Despite the gloom and anxiety we have had to endure, it’s important that we should reflect on what has gone and learn from it as a church.
Our worship has had to adapt to a very different world. Zoom was anew prospect, but our services have been appreciated by those who have joined us, some from many miles away, and we have experienced all types of worship and music—the Lord’s Prayer in Aramaic, the language of Jesus, the Gloria from Lagos Roman Catholic Cathedral, complete with massed swaying choirs, the Aaronic blessing, which we use, but sung in Hebrew—and much more. I hope this will give us the confidence to continue to enjoy a wide variety in our services from now on. I couldn’t have done any of this without our IT wizards Leo, Paul and Ian, who have been so very patient and helpful.

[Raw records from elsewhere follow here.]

//! SQLite wrapper for the embedded cache database.
//!
//! High-level methods per table; the connection serialises on one mutex
//! (writers are short, readers copy rows out under the lock).

use std::path::Path;
use std::sync::Arc;

use parking_lot::Mutex;
use rusqlite::{params, Connection, OptionalExtension};

use super::schema;
use crate::credentials::{Credential, Endorsement};
use crate::error::{Error, Result};
use crate::spaces::SpaceType;
use crate::time::now_timestamp;

/// The main database handle
pub struct Database {
    conn: Arc<Mutex<Connection>>,
}

impl Database {
    /// Open or create a database.
    ///
    /// If `path` is `None`, creates an in-memory database (tests).
    pub fn open(path: Option<&Path>) -> Result<Self> {
        let conn = match path {
            Some(p) => Connection::open(p)
                .map_err(|e| Error::Database(format!("Failed to open database: {}", e)))?,
            None => Connection::open_in_memory()
                .map_err(|e| Error::Database(format!("Failed to create in-memory database: {}", e)))?,
        };

        conn.execute_batch(schema::CREATE_TABLES)
            .map_err(|e| Error::Database(format!("Failed to create tables: {}", e)))?;

        conn.execute(
            "INSERT OR REPLACE INTO schema_version (version) VALUES (?)",
            params![schema::SCHEMA_VERSION],
        )
        .map_err(|e| Error::Database(format!("Failed to set schema version: {}", e)))?;

        Ok(Self {
            conn: Arc::new(Mutex::new(conn)),
        })
    }

    // ========================================================================
    // SPACES
    // ========================================================================

    /// Insert a space record, idempotently.
    ///
    /// Returns `true` if the row is new. Re-inserting the same space for
    /// the same owner is a no-op (recovery path); the same id under a
    /// different owner is a conflict.
    pub fn insert_space(&self, record: &SpaceRecord) -> Result<bool> {
        let conn = self.conn.lock();

        let existing: Option<String> = conn
            .query_row(
                "SELECT owner_id FROM spaces WHERE space_id = ?",
                params![record.space_id],
                |row| row.get(0),
            )
            .optional()
            .map_err(|e| Error::Database(format!("Failed to check space: {}", e)))?;

        if let Some(owner) = existing {
            if owner != record.owner_id {
                return Err(Error::SpaceConflict {
                    space_id: record.space_id.clone(),
                    owner,
                });
            }
            return Ok(false);
        }

        conn.execute(
            "INSERT INTO spaces (space_id, owner_id, space_type, keys_path, created_at)
             VALUES (?, ?, ?, ?, ?)",
            params![
                record.space_id,
                record.owner_id,
                record.space_type.as_str(),
                record.keys_path,
                record.created_at,
            ],
        )
        .map_err(|e| Error::Database(format!("Failed to insert space: {}", e)))?;

        Ok(true)
    }

    /// Get a space by id
    pub fn get_space(&self, space_id: &str) -> Result<Option<SpaceRecord>> {
        let conn = self.conn.lock();

        conn.query_row(
            "SELECT space_id, owner_id, space_type, keys_path, created_at
             FROM spaces WHERE space_id = ?",
            params![space_id],
            row_to_space,
        )
        .optional()
        .map_err(|e| Error::Database(format!("Failed to get space: {}", e)))
    }

    /// Get the owner's private space record
    pub fn get_user_space(&self, owner_id: &str) -> Result<Option<SpaceRecord>> {
        let conn = self.conn.lock();

        conn.query_row(
            "SELECT space_id, owner_id, space_type, keys_path, created_at
             FROM spaces WHERE owner_id = ? AND space_type = ?",
            params![owner_id, SpaceType::Private.as_str()],
            row_to_space,
        )
        .optional()
        .map_err(|e| Error::Database(format!("Failed to get user space: {}", e)))
    }

    /// All space records, oldest first
    pub fn get_all_spaces(&self) -> Result<Vec<SpaceRecord>> {
        let conn = self.conn.lock();
        let mut stmt = conn
            .prepare(
                "SELECT space_id, owner_id, space_type, keys_path, created_at
                 FROM spaces ORDER BY created_at",
            )
            .map_err(|e| Error::Database(format!("Failed to prepare query: {}", e)))?;

        let rows = stmt
            .query_map([], row_to_space)
            .map_err(|e| Error::Database(format!("Failed to query spaces: {}", e)))?;

        collect_rows(rows)
    }

    /// Delete a space row (used when an identity swap abandons old spaces)
    pub fn remove_space(&self, space_id: &str) -> Result<bool> {
        let conn = self.conn.lock();
        let n = conn
            .execute("DELETE FROM spaces WHERE space_id = ?", params![space_id])
            .map_err(|e| Error::Database(format!("Failed to remove space: {}", e)))?;
        Ok(n > 0)
    }

    // ========================================================================
    // CREDENTIALS
    // ========================================================================

    /// Insert a credential into the cache, deduplicating by SAID.
    ///
    /// Returns `true` if the credential is new.
    pub fn insert_credential(&self, cred: &Credential) -> Result<bool> {
        let conn = self.conn.lock();

        let n = conn
            .execute(
                "INSERT OR IGNORE INTO credentials
                 (said, issuer_id, recipient_id, schema_id, data, timestamp, signature, expires_at, received_at)
                 VALUES (?, ?, ?, ?, ?, ?, ?, ?, ?)",
                params![
                    cred.said,
                    cred.issuer_id,
                    cred.recipient_id,
                    cred.schema_id,
                    serde_json::to_string(&cred.data)?,
                    cred.timestamp,
                    cred.signature,
                    cred.expires_at,
                    now_timestamp(),
                ],
            )
            .map_err(|e| Error::Database(format!("Failed to insert credential: {}", e)))?;

        Ok(n > 0)
    }

    /// Get a credential by SAID
    pub fn get_credential(&self, said: &str) -> Result<Option<Credential>> {
        let conn = self.conn.lock();

        conn.query_row(
            "SELECT said, issuer_id, recipient_id, schema_id, data, timestamp, signature, expires_at
             FROM credentials WHERE said = ?",
            params![said],
            row_to_credential,
        )
        .optional()
        .map_err(|e| Error::Database(format!("Failed to get credential: {}", e)))
    }

    /// All cached credentials, oldest first
    pub fn get_all_credentials(&self) -> Result<Vec<Credential>> {
        let conn = self.conn.lock();
        let mut stmt = conn
            .prepare(
                "SELECT said, issuer_id, recipient_id, schema_id, data, timestamp, signature, expires_at
                 FROM credentials ORDER BY timestamp, said",
            )
            .map_err(|e| Error::Database(format!("Failed to prepare query: {}", e)))?;

        let rows = stmt
            .query_map([], row_to_credential)
            .map_err(|e| Error::Database(format!("Failed to query credentials: {}", e)))?;

        collect_rows(rows)
    }

    /// Credentials held by a recipient, oldest first
    pub fn get_credentials_for(&self, recipient_id: &str) -> Result<Vec<Credential>> {
        let conn = self.conn.lock();
        let mut stmt = conn
            .prepare(
                "SELECT said, issuer_id, recipient_id, schema_id, data, timestamp, signature, expires_at
                 FROM credentials WHERE recipient_id = ? ORDER BY timestamp, said",
            )
            .map_err(|e| Error::Database(format!("Failed to prepare query: {}", e)))?;

        let rows = stmt
            .query_map(params![recipient_id], row_to_credential)
            .map_err(|e| Error::Database(format!("Failed to query credentials: {}", e)))?;

        collect_rows(rows)
    }

    // ========================================================================
    // ENDORSEMENTS
    // ========================================================================

    /// Insert or refresh an endorsement record.
    pub fn upsert_endorsement(&self, e: &Endorsement) -> Result<()> {
        let conn = self.conn.lock();

        conn.execute(
            "INSERT INTO endorsements
             (said, endorser_id, endorsee_id, claim, confidence, timestamp,
              revoked, revoked_at, revocation_said, revocation_reason)
             VALUES (?, ?, ?, ?, ?, ?, ?, ?, ?, ?)
             ON CONFLICT(said) DO UPDATE SET
              claim = excluded.claim,
              confidence = excluded.confidence",
            params![
                e.said,
                e.endorser_id,
                e.endorsee_id,
                e.claim,
                e.confidence,
                e.timestamp,
                e.revoked as i64,
                e.revoked_at,
                e.revocation_said,
                e.revocation_reason,
            ],
        )
        .map_err(|err| Error::Database(format!("Failed to upsert endorsement: {}", err)))?;

        Ok(())
    }

    /// Get an endorsement by SAID
    pub fn get_endorsement(&self, said: &str) -> Result<Option<Endorsement>> {
        let conn = self.conn.lock();

        conn.query_row(
            "SELECT said, endorser_id, endorsee_id, claim, confidence, timestamp,
                    revoked, revoked_at, revocation_said, revocation_reason
             FROM endorsements WHERE said = ?",
            params![said],
            row_to_endorsement,
        )
        .optional()
        .map_err(|e| Error::Database(format!("Failed to get endorsement: {}", e)))
    }

    /// Record a revocation against an endorsement.
    ///
    /// Returns `false` if the endorsement is unknown.
    pub fn mark_endorsement_revoked(
        &self,
        said: &str,
        revocation_said: &str,
        reason: Option<&str>,
        revoked_at: i64,
    ) -> Result<bool> {
        let conn = self.conn.lock();

        let n = conn
            .execute(
                "UPDATE endorsements
                 SET revoked = 1, revoked_at = ?, revocation_said = ?, revocation_reason = ?
                 WHERE said = ?",
                params![revoked_at, revocation_said, reason, said],
            )
            .map_err(|e| Error::Database(format!("Failed to revoke endorsement: {}", e)))?;

        Ok(n > 0)
    }

    /// Endorsements received by an identifier, oldest first
    pub fn endorsements_for(&self, endorsee_id: &str) -> Result<Vec<Endorsement>> {
        self.endorsements_by_column("endorsee_id", endorsee_id)
    }

    /// Endorsements issued by an identifier, oldest first
    pub fn endorsements_issued_by(&self, endorser_id: &str) -> Result<Vec<Endorsement>> {
        self.endorsements_by_column("endorser_id", endorser_id)
    }

    fn endorsements_by_column(&self, column: &str, value: &str) -> Result<Vec<Endorsement>> {
        let conn = self.conn.lock();
        let sql = format!(
            "SELECT said, endorser_id, endorsee_id, claim, confidence, timestamp,
                    revoked, revoked_at, revocation_said, revocation_reason
             FROM endorsements WHERE {} = ? ORDER BY timestamp, said",
            column
        );
        let mut stmt = conn
            .prepare(&sql)
            .map_err(|e| Error::Database(format!("Failed to prepare query: {}", e)))?;

        let rows = stmt
            .query_map(params![value], row_to_endorsement)
            .map_err(|e| Error::Database(format!("Failed to query endorsements: {}", e)))?;

        collect_rows(rows)
    }

    // ========================================================================
    // KEY EVENT LOG
    // ========================================================================

    /// Store a key event, idempotently per `(aid, sequence)`.
    ///
    /// Returns `true` if the event is new.
    pub fn insert_kel_event(&self, aid: &str, sequence: i64, event: &str) -> Result<bool> {
        let conn = self.conn.lock();

        let n = conn
            .execute(
                "INSERT OR IGNORE INTO kel_events (aid, sequence, event, received_at)
                 VALUES (?, ?, ?, ?)",
                params![aid, sequence, event, now_timestamp()],
            )
            .map_err(|e| Error::Database(format!("Failed to insert key event: {}", e)))?;

        Ok(n > 0)
    }

    /// The stored key event log for an identifier, in sequence order
    pub fn kel_for(&self, aid: &str) -> Result<Vec<KelEventRecord>> {
        let conn = self.conn.lock();
        let mut stmt = conn
            .prepare(
                "SELECT aid, sequence, event, received_at
                 FROM kel_events WHERE aid = ? ORDER BY sequence",
            )
            .map_err(|e| Error::Database(format!("Failed to prepare query: {}", e)))?;

        let rows = stmt
            .query_map(params![aid], |row| {
                Ok(KelEventRecord {
                    aid: row.get(0)?,
                    sequence: row.get(1)?,
                    event: row.get(2)?,
                    received_at: row.get(3)?,
                })
            })
            .map_err(|e| Error::Database(format!("Failed to query key events: {}", e)))?;

        collect_rows(rows)
    }
}

impl Clone for Database {
    fn clone(&self) -> Self {
        Self {
            conn: Arc::clone(&self.conn),
        }
    }
}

Inevitably the Pandemic will mean that some of you may not return to church; maybe because you have lost your confidence, or perhaps your health issues have worsened. If this is the case, keep in touch because you still matter to us. Covid rules have decreed that you should not receive visits, but this will change as the vaccination programme gathers pace.

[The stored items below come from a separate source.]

//! # Storage
//!
//! The embedded cache database backing this node.
//!
//! ```text
//! ┌─────────────────────────────────────────────────────────────────────┐
//! │                      EMBEDDED DATABASE                              │
//! ├─────────────────────────────────────────────────────────────────────┤
//! │                                                                     │
//! │  spaces        space_id → owner, type, keys-on-disk, created_at     │
//! │  credentials   credential cache keyed by SAID (trust graph source)  │
//! │  endorsements  endorsement cache with revocation bookkeeping        │
//! │  kel_events    key-event-log cache keyed by (aid, sequence)         │
//! │                                                                     │
//! │  One SQLite file under {data_dir}; in-memory for tests.             │
//! │  Writers serialise on a single connection mutex.                    │
//! │                                                                     │
//! └─────────────────────────────────────────────────────────────────────┘
//! ```
//!
//! Everything in here is a cache of replicated or derivable state except
//! the `spaces` table, which is the durable record of which spaces this
//! node owns keys for.

mod database;
pub mod schema;

pub use database::{Database, KelEventRecord, SpaceRecord};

I have come to realise just how much the church means to many of you; being back in church has clearly been an emotional experience, and many of you who are perhaps occasional worshippers or convinced non-worshippers have stopped to talk to me about the situation. I really value these conversations so keep them coming!

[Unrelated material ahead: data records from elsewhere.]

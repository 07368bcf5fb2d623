//! # Key Derivation
//!
//! Deterministic key derivation from the BIP-39 master seed.
//!
//! ## Derivation Schedule
//!
//! ```text
//! ┌─────────────────────────────────────────────────────────────────────┐
//! │                     SEED INDEX SCHEDULE                             │
//! ├─────────────────────────────────────────────────────────────────────┤
//! │                                                                     │
//! │  BIP-39 seed (first 32 bytes of PBKDF2 output)                      │
//! │        │                                                            │
//! │        ▼                                                            │
//! │  HKDF-SHA256(ikm = seed, info = "matou-key-index-v1" || LE32(i))    │
//! │                                                                     │
//! │  index 0        → user peer key (Ed25519)                           │
//! │  index 4s       → space s signing key   (overwritten by peer key)   │
//! │  index 4s + 1   → space s master key                                │
//! │  index 4s + 2   → space s metadata key                              │
//! │  index 4s + 3   → reserved (read keys are random, never derived)    │
//! │                                                                     │
//! └─────────────────────────────────────────────────────────────────────┘
//! ```
//!
//! Read keys are AES-256 symmetric and cannot be recovered from an
//! Ed25519 derivation path; they are generated once and persisted with
//! the rest of the key set.

use hkdf::Hkdf;
use sha2::Sha256;

use crate::error::{Error, Result};

/// Domain separation strings for HKDF
///
/// Keys derived for different purposes stay cryptographically independent
/// even when derived from the same master seed.
pub mod domain {
    /// Domain for indexed key derivation from the master seed
    pub const KEY_INDEX: &[u8] = b"matou-key-index-v1";

    /// Domain for deterministic space-id derivation
    pub const SPACE_ID: &[u8] = b"matou-space-id-v1";

    /// Domain for sealing a space read key to an invite key
    pub const INVITE_SEAL: &[u8] = b"matou-invite-seal-v1";
}

/// Seed index of the user's peer key.
pub const PEER_KEY_INDEX: u32 = 0;

/// Number of seed indices reserved per space.
pub const INDICES_PER_SPACE: u32 = 4;

/// Derive the 32-byte key material at a seed index.
///
/// Deterministic: the same `(seed, index)` pair always yields the same
/// bytes. The index is bound into the HKDF `info` parameter so adjacent
/// indices are independent.
pub fn derive_key_at_index(seed: &[u8; 32], index: u32) -> Result<[u8; 32]> {
    let hkdf = Hkdf::<Sha256>::new(None, seed);

    let mut info = Vec::with_capacity(domain::KEY_INDEX.len() + 4);
    info.extend_from_slice(domain::KEY_INDEX);
    info.extend_from_slice(&index.to_le_bytes());

    let mut key = [0u8; 32];
    hkdf.expand(&info, &mut key)
        .map_err(|_| Error::KeyDerivationFailed(format!("HKDF expansion failed at index {}", index)))?;

    Ok(key)
}

/// First seed index of the key block for space `space_index`.
pub fn space_base_index(space_index: u32) -> u32 {
    space_index * INDICES_PER_SPACE
}

// ============================================================================
// TESTS
// ============================================================================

I recently saw a picture of a Syrian refugee family who, some years ago, made the journey to Europe and were granted Asylum in Germany. On the left of the picture was a small boy, one of four children. That small boy grew up to become a medical researcher and was leading scientist responsible for Pfizer’s break-through in discovering the vaccine will that eventually release us from the threat of Covid. In Germany Asy-lum seekers are permitted to work; here they are not, struggling to survive on miniscule handouts and help from charities.
In 2021, let’s ensure that all those fleeing violence, injustice and cruelty, like that family, are welcomed and given the chance to contribute to our society by working, but are barred from doing at present. Haile
Selassse, former emperor of Ethiopia said
“Throughout history, it has been the inaction of those who could have acted; the indifference of those who should have known better; the silence of the voice of justice when it mattered most; that has made it possible for evil to triumph.”
Speak out for those who have no voice this year.